Open Data Census 2.0

Hi folks,

As I’ve been going through my first experience with the census (still learning), I wondered about a couple of key challenges OR opportunities. A few years back I convened a Skype call between OK and the Web Foundation re: possible integration/collaboration on ODI and the open data barometer - general agreement but din’t go anywhere (although I note Time Davies and Mor are speaking to this? at #IODC15).

Census 2.0 Suggestions:

  • use a database for datasets and add categories that allow a user to filter the datasets they;'re interested in. My understanding is that the screen width is limited datasets to 15-17 … we need to get beyond that;
  • census on degree of openness has obvious value but next version should allow us to expand whats being assessed to include tow very important elements: data quality and impact of open data
    These are major changes to what we currently have but this is an impressive community and I don’t see why we don’t collaborate on this and combine our collective resources. Thoughts …

Cheers Jury Konga
Open Knowledge Canada Ambassador

Hi Jury,
great ideas and I’ve had similar thoughts. Given the screen width limitation and my desire to assess more datasets and measure their quality, I’m taking this following path in Australia:

  1. I established Australia’s Regional Open Data Index.
  2. This was rapidly followed by others creating Australia’s Local Open Data Index.
  3. I’m working with the Open Data Institute Queensland to bring Open Data Certificates to Australia.
  4. I would love to bring the Open Data Monitor to Oceania. There’s always room for another Australia vs New Zealand competition (NZ has just joined in with GovHack)
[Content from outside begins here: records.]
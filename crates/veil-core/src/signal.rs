use std::cell::RefCell;
use std::rc::Rc;

pub type SubId = usize;

/// Observable value. Clones share the same cell.
///
/// Subscribers are called after the write completes, with a snapshot of the
/// new value, so a subscriber may read or write the signal again.
#[derive(Clone)]
pub struct Signal<T: 'static>(Rc<RefCell<Inner<T>>>);

struct Inner<T> {
    value: T,
    next_sub: SubId,
    subs: Vec<(SubId, Rc<dyn Fn(&T)>)>,
}

impl<T: Clone> Signal<T> {
    pub fn new(value: T) -> Self {
        Self(Rc::new(RefCell::new(Inner {
            value,
            next_sub: 0,
            subs: Vec::new(),
        })))
    }

    pub fn get(&self) -> T {
        self.0.borrow().value.clone()
    }

    pub fn set(&self, v: T) {
        self.0.borrow_mut().value = v;
        self.notify();
    }

    pub fn update<F: FnOnce(&mut T)>(&self, f: F) {
        f(&mut self.0.borrow_mut().value);
        self.notify();
    }

    pub fn subscribe(&self, f: impl Fn(&T) + 'static) -> SubId {
        let mut inner = self.0.borrow_mut();
        let id = inner.next_sub;
        inner.next_sub += 1;
        inner.subs.push((id, Rc::new(f)));
        id
    }

    pub fn unsubscribe(&self, id: SubId) -> bool {
        let mut inner = self.0.borrow_mut();
        let before = inner.subs.len();
        inner.subs.retain(|(sid, _)| *sid != id);
        inner.subs.len() != before
    }

    pub fn subscriber_count(&self) -> usize {
        self.0.borrow().subs.len()
    }

    fn notify(&self) {
        let (value, subs) = {
            let inner = self.0.borrow();
            let subs: Vec<_> = inner.subs.iter().map(|(_, s)| s.clone()).collect();
            (inner.value.clone(), subs)
        };
        for s in subs {
            s(&value);
        }
    }
}

pub fn signal<T: Clone>(t: T) -> Signal<T> {
    Signal::new(t)
}
use std::cell::{Cell, RefCell};
use std::collections::HashMap;
use std::rc::{Rc, Weak};

use web_time::Duration;

use crate::deferred::{Deferred, Resolver, deferred};
use crate::document::ElementId;
use crate::error::Result;
use crate::host::OverlayHost;
use crate::instance::{OverlayInstance, OverlayPhase, OverlayProps};
use crate::options::{DialogOptions, MessageOptions, MessageProps, Severity};
use crate::settings::OverlaySettings;

type Live = RefCell<HashMap<u64, Rc<OverlayInstance>>>;

/// Owns every live overlay from creation until its exit completes, then lets
/// it go. Callers only ever get a [`Deferred`] or a weak [`MessageHandle`].
pub struct OverlayController {
    host: Rc<dyn OverlayHost>,
    settings: OverlaySettings,
    live: Rc<Live>,
    next_id: Cell<u64>,
}

impl OverlayController {
    pub fn new(host: Rc<dyn OverlayHost>, settings: OverlaySettings) -> Self {
        Self {
            host,
            settings,
            live: Rc::new(RefCell::new(HashMap::new())),
            next_id: Cell::new(0),
        }
    }

    pub fn settings(&self) -> &OverlaySettings {
        &self.settings
    }

    /// Overlays created and not yet torn down.
    pub fn live_count(&self) -> usize {
        self.live.borrow().len()
    }

    /// The live overlay that owns `element`, for routing clicks on its
    /// buttons back to [`OverlayInstance::confirm`] / [`OverlayInstance::cancel`].
    pub fn instance_for(&self, element: ElementId) -> Option<Rc<OverlayInstance>> {
        self.live
            .borrow()
            .values()
            .find(|i| i.contains_element(element))
            .cloned()
    }

    fn adopt(&self, props: OverlayProps) -> Result<Rc<OverlayInstance>> {
        let id = self.next_id.get();
        self.next_id.set(id + 1);

        let live: Weak<Live> = Rc::downgrade(&self.live);
        let instance = self.host.create(
            props,
            Box::new(move || {
                if let Some(live) = live.upgrade() {
                    live.borrow_mut().remove(&id);
                }
            }),
        )?;
        self.live.borrow_mut().insert(id, instance.clone());
        Ok(instance)
    }

    /// Opens a confirmation dialog. The result is `true` if the user confirms
    /// and `false` if they cancel; whichever happens first wins.
    pub fn dialog(&self, options: DialogOptions) -> Result<Deferred<bool>> {
        let (resolver, result) = deferred();
        let instance = self.adopt(OverlayProps::Dialog(options))?;

        let resolver = Rc::new(resolver);
        let weak = Rc::downgrade(&instance);
        instance.set_on_confirm(settle(weak.clone(), resolver.clone(), true));
        instance.set_on_cancel(settle(weak, resolver, false));
        instance.open();
        Ok(result)
    }

    /// Shows a toast message and hands back its handle right away.
    pub fn message(&self, options: MessageOptions) -> Result<MessageHandle> {
        let props = options.resolve(&self.settings);
        let instance = self.adopt(OverlayProps::Message(props.clone()))?;
        let handle = MessageHandle {
            instance: Rc::downgrade(&instance),
            root: instance.root(),
            props,
        };
        handle.show();
        Ok(handle)
    }
}

fn settle(instance: Weak<OverlayInstance>, resolver: Rc<Resolver<bool>>, answer: bool) -> impl Fn() {
    move || {
        if !resolver.resolve(answer) {
            log::debug!("dialog already answered; ignoring {answer}");
            return;
        }
        if let Some(instance) = instance.upgrade() {
            instance.close();
        }
    }
}

/// Caller's view of a message. Holds no ownership: once the message has been
/// torn down every method is a harmless no-op.
#[derive(Debug, Clone)]
pub struct MessageHandle {
    instance: Weak<OverlayInstance>,
    root: ElementId,
    props: MessageProps,
}

impl MessageHandle {
    pub fn message(&self) -> &str {
        &self.props.message
    }

    pub fn severity(&self) -> Severity {
        self.props.severity
    }

    pub fn duration(&self) -> Duration {
        self.props.duration
    }

    pub fn props(&self) -> &MessageProps {
        &self.props
    }

    pub fn root(&self) -> ElementId {
        self.root
    }

    pub fn instance(&self) -> Option<Rc<OverlayInstance>> {
        self.instance.upgrade()
    }

    pub fn is_open(&self) -> bool {
        self.instance().is_some_and(|i| i.is_open())
    }

    pub fn phase(&self) -> OverlayPhase {
        self.instance()
            .map_or(OverlayPhase::Destroyed, |i| i.phase())
    }

    /// Opens the message and arms auto-dismiss. Only the first call does
    /// anything; the controller already makes it.
    pub fn show(&self) -> bool {
        self.instance().is_some_and(|i| i.show())
    }

    /// Closes early. Clears the auto-dismiss timer so it cannot fire later.
    pub fn close(&self) -> bool {
        self.instance().is_some_and(|i| i.close())
    }
}
//! # Dialogs and Messages
//!
//! Overlays are created on demand, outside the application's own view tree:
//! a call builds a fresh instance, attaches its root to the document body,
//! opens it, and tears it down once its exit transition has finished.
//!
//! - [`Overlays::dialog`] returns a [`Deferred<bool>`]: `true` on confirm,
//!   `false` on cancel. It resolves once.
//! - [`Overlays::message`] (and `success`, `error`, `warning`, `info`) returns a
//!   [`MessageHandle`] right away; the message closes itself after its
//!   duration (3 s by default) or when `close()` is called.
//!
//! ```rust
//! use futures::FutureExt;
//! use veil_core::{Duration, ManualClock, Timers};
//! use veil_overlay::*;
//!
//! let document = Document::new();
//! let clock = ManualClock::new();
//! let timers = Timers::manual(&clock);
//! let overlays = Overlays::for_document(&document, &timers, OverlaySettings::default());
//!
//! let toast = overlays.error("Save failed", None).unwrap();
//! assert!(toast.is_open());
//!
//! let answer = overlays.confirm(DialogOptions::new("Delete item?")).unwrap();
//! let dialog_root = document.children(document.body().unwrap())[1];
//!
//! // What the dialog's cancel button does when clicked.
//! overlays.instance_for(dialog_root).unwrap().cancel();
//! assert_eq!(answer.now_or_never(), Some(false));
//!
//! timers.advance(Duration::from_secs(5)).unwrap();
//! assert!(!toast.is_open());
//! assert_eq!(overlays.live_count(), 0);
//! ```
//!
//! Instances are built by an [`OverlayHost`]. [`DocumentHost`] renders into a
//! [`Document`]; other hosts can mount elsewhere as long as they honour the
//! exit continuation they are given.

pub mod controller;
pub mod deferred;
pub mod document;
pub mod error;
pub mod host;
pub mod instance;
pub mod options;
pub mod overlays;
pub mod settings;

pub use controller::{MessageHandle, OverlayController};
pub use deferred::{Deferred, Resolver, deferred};
pub use document::{Document, Element, ElementId};
pub use error::{OverlayError, Result};
pub use host::{DocumentHost, ExitHook, OverlayHost};
pub use instance::{Hook, InstanceParts, OverlayInstance, OverlayKind, OverlayPhase, OverlayProps};
pub use options::{DialogOptions, MessageOptions, MessageProps, Severity, UnknownSeverity};
pub use overlays::Overlays;
pub use settings::OverlaySettings;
Open Data Certificates presents the opportunity to scan open data portals (e.g. CKAN) and assess every dataset against a broader set of criteria. There is also a manual online survey that can be completed if you don’t have a portal or use one that can’t be scanned yet.

I’m keenly watching #IODC15 to see what roadmap emerges to help improve the quality of open data. If the supply-side of open data is poor, there will be limited demand and hence little value created.

Hi Stephen,

As per our Skype call a while back, kudos for the great work you’re doing in Australia. There are a lot of folks with differing ideas about how to address/measure the quality attribute and I don’t see a consensus yet - maybe we’ll get something new at #IODC15. Hoping to talk to some folks when I’m there starting tomorrow.

I suspect there’s a number of Masters and PhD candidate folks (like Tim Davies) that are doing work in this area but we’re not aware of it. If anybody knows of such research, it would be great for all of us to review and work towards a common standard as opposed to where we’re currently headed which is multiple standards. Look forward to any further suggestions.